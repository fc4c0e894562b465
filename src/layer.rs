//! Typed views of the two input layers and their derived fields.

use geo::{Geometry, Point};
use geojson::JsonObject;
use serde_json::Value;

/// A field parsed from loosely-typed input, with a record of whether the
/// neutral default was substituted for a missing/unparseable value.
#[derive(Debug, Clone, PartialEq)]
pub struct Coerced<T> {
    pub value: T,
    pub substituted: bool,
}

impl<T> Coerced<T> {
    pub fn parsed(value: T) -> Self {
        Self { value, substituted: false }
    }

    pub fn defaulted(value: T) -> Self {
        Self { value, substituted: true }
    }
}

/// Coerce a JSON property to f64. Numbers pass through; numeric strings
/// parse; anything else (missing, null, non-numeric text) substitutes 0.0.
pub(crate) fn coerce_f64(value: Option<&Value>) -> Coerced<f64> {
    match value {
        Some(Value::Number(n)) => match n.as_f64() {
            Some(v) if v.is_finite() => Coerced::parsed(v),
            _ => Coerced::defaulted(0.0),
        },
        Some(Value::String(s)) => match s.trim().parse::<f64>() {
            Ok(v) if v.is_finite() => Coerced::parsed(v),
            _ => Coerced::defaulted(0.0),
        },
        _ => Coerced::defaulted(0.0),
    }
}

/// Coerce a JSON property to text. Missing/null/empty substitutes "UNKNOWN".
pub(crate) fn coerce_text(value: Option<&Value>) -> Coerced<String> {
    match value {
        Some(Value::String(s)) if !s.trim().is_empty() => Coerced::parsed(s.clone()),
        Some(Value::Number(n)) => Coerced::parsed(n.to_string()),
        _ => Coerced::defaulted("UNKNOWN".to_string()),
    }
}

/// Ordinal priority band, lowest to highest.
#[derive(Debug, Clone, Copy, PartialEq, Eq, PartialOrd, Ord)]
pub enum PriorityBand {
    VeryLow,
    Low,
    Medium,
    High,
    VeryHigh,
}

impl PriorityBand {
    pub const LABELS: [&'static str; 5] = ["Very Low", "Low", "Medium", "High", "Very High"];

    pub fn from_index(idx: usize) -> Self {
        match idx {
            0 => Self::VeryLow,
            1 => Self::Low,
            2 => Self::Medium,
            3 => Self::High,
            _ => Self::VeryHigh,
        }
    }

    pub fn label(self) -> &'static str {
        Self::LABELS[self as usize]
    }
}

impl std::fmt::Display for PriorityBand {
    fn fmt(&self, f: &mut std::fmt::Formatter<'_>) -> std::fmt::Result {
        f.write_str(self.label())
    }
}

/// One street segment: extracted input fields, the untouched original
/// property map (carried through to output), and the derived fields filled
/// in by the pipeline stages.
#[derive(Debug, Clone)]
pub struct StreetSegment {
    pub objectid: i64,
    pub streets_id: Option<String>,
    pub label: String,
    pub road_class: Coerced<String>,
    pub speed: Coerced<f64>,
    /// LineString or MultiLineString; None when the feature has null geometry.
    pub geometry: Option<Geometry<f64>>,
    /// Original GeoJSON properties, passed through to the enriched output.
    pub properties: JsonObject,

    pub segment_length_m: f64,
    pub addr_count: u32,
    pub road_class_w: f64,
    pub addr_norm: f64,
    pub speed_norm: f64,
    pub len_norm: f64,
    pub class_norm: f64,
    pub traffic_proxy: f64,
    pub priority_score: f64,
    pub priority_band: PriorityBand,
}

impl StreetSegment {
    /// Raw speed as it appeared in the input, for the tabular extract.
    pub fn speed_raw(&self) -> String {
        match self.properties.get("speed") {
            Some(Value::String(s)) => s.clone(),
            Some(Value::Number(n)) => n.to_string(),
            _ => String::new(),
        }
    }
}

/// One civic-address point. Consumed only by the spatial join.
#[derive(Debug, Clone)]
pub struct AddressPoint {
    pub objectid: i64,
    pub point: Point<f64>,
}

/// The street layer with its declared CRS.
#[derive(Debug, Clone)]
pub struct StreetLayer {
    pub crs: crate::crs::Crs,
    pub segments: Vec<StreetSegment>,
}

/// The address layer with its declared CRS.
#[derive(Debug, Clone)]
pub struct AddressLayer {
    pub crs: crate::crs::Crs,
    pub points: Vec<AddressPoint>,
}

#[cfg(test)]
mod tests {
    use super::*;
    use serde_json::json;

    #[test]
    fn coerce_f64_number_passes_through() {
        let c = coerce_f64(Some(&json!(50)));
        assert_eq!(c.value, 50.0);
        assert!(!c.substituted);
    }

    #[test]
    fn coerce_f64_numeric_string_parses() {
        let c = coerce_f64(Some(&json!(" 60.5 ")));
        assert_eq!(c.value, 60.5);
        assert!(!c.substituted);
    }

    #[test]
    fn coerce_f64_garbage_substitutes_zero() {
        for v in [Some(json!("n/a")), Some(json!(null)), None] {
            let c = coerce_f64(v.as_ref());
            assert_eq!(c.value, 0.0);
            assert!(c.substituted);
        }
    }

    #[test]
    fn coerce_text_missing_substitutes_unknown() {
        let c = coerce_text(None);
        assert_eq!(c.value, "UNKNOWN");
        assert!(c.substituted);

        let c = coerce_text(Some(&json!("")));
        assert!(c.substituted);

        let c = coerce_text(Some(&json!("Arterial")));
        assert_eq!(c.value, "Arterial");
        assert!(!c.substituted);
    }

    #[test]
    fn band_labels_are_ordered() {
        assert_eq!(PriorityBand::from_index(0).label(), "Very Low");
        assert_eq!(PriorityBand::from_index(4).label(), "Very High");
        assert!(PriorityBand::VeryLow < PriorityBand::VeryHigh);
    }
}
++++++++++++++++++++
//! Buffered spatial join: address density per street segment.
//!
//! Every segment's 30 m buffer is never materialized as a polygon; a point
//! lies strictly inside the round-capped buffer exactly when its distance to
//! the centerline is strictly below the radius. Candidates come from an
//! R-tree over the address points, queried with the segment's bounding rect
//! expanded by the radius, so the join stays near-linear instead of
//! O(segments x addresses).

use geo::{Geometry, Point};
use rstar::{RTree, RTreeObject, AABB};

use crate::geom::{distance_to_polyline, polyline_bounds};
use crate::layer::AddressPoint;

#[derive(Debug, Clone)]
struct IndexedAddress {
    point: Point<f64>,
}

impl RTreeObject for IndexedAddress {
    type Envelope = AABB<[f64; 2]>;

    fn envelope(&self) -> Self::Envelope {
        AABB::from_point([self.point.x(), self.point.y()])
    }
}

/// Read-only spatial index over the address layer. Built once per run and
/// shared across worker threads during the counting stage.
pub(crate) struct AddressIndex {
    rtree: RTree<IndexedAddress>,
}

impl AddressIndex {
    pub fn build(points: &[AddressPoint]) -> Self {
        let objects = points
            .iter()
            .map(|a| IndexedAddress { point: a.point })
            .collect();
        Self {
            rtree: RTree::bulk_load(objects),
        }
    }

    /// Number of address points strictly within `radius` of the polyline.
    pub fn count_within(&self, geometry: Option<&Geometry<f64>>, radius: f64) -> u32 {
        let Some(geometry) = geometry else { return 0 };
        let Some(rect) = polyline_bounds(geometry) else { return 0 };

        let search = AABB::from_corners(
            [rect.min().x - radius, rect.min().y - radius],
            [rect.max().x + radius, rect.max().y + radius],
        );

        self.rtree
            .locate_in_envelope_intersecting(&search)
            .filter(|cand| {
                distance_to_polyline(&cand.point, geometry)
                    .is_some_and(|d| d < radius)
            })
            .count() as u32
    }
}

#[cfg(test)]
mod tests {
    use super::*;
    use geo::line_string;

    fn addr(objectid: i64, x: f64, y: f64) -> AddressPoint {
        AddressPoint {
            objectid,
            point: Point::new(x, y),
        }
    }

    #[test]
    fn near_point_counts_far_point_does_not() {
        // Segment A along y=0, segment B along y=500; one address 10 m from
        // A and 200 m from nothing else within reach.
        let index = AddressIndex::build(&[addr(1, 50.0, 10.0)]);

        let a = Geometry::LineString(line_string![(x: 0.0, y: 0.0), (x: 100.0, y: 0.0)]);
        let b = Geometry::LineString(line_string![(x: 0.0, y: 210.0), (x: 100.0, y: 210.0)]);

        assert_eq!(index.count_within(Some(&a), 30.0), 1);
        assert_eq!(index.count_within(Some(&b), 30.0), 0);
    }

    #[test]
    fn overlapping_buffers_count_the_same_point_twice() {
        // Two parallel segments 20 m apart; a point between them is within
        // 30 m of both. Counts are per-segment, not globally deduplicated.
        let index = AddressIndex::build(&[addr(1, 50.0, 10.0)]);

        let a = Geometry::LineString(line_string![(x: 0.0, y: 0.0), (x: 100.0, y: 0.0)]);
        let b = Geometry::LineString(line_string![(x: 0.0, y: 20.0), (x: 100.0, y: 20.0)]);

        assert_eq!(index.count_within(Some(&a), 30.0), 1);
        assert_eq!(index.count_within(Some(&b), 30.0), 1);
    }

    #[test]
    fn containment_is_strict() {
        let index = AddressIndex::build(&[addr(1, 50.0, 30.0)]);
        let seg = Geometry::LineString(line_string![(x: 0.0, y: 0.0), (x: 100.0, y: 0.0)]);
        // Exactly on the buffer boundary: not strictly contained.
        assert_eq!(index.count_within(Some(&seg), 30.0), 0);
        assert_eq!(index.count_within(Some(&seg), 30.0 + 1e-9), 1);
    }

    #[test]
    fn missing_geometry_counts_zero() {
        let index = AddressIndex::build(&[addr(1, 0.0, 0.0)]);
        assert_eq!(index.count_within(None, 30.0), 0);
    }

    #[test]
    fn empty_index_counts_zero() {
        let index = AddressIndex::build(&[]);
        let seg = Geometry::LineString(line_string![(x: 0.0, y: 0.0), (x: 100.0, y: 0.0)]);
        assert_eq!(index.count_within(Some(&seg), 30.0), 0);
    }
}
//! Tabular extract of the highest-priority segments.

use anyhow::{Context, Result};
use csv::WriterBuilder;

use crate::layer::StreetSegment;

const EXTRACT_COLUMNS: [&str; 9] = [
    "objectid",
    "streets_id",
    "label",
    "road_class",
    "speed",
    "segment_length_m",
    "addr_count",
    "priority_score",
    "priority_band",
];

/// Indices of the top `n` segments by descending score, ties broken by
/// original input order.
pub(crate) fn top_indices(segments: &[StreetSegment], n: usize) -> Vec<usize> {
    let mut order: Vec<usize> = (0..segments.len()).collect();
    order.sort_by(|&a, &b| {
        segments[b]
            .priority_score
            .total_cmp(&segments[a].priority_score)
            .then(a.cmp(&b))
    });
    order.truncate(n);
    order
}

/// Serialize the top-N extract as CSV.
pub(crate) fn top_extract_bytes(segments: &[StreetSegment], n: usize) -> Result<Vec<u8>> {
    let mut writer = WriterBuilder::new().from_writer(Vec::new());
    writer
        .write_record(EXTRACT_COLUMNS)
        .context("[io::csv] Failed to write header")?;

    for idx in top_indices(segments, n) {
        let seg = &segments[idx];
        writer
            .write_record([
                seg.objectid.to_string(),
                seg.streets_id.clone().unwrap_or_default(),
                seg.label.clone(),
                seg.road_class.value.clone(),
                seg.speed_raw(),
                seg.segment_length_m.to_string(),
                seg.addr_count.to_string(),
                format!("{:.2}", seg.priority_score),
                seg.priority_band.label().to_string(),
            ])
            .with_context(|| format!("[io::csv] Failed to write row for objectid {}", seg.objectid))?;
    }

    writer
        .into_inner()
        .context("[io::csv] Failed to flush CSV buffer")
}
++++++++++++++++++++
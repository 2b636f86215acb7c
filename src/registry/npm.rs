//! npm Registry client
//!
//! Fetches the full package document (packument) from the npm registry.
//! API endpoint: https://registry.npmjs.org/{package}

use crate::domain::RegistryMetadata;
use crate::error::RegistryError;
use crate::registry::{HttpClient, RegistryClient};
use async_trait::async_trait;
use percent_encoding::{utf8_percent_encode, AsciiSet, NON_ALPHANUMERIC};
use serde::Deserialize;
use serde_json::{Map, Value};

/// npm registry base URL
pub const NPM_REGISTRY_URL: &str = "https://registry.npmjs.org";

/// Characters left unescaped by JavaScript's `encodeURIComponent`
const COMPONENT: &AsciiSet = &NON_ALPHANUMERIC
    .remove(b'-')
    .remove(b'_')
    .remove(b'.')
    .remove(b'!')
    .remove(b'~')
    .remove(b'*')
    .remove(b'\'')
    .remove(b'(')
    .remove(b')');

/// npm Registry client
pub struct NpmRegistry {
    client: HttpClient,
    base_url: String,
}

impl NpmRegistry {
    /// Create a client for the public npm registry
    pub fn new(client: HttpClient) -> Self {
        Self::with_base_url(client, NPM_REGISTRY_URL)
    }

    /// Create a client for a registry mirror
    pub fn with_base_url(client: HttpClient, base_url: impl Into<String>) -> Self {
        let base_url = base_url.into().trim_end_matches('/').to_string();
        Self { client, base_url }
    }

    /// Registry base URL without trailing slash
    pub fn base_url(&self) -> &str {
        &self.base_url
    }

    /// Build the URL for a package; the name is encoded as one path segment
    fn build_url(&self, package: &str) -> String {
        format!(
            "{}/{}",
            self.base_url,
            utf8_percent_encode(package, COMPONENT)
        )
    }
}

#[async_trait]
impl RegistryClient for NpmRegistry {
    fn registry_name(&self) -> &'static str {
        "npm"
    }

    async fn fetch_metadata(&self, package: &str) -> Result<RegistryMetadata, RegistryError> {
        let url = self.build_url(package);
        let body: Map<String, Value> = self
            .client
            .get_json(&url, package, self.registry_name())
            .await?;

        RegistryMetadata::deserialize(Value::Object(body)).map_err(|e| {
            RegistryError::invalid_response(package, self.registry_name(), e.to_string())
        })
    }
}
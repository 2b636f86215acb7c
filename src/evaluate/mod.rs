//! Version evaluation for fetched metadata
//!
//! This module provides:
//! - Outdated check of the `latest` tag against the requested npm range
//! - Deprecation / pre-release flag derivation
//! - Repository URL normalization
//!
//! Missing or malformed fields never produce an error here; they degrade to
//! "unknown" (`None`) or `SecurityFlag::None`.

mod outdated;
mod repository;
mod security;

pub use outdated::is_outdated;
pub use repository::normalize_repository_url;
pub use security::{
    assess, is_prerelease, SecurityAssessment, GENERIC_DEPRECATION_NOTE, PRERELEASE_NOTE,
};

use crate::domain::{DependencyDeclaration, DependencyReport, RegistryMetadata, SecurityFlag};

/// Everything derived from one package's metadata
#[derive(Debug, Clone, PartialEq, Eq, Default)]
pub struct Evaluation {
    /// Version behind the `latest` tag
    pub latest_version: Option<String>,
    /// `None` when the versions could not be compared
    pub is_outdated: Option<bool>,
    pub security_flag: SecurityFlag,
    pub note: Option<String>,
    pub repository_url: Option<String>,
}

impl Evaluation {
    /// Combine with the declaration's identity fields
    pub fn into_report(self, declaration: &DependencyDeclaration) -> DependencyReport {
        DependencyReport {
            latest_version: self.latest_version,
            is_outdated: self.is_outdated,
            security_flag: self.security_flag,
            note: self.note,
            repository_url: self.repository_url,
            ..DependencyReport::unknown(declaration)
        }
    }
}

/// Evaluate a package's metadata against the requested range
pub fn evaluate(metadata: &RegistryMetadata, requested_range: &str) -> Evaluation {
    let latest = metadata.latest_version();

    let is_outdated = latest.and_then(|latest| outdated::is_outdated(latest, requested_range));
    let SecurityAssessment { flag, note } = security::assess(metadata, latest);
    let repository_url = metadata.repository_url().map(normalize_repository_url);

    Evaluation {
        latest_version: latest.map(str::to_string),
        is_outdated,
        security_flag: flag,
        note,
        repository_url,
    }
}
++++++++++++++++++++
The problem:
Could you reproduce, exactly, every line above from the line with "repository fc4c0e894562b465" to the line with "#[derive(Debug, Clone, PartialEq)]", and no other line? Both ends count.

Solution:
repository fc4c0e894562b465
filename src/layer.rs
//! Typed views of the two input layers and their derived fields.

use geo::{Geometry, Point};
use geojson::JsonObject;
use serde_json::Value;

/// A field parsed from loosely-typed input, with a record of whether the
/// neutral default was substituted for a missing/unparseable value.
#[derive(Debug, Clone, PartialEq)]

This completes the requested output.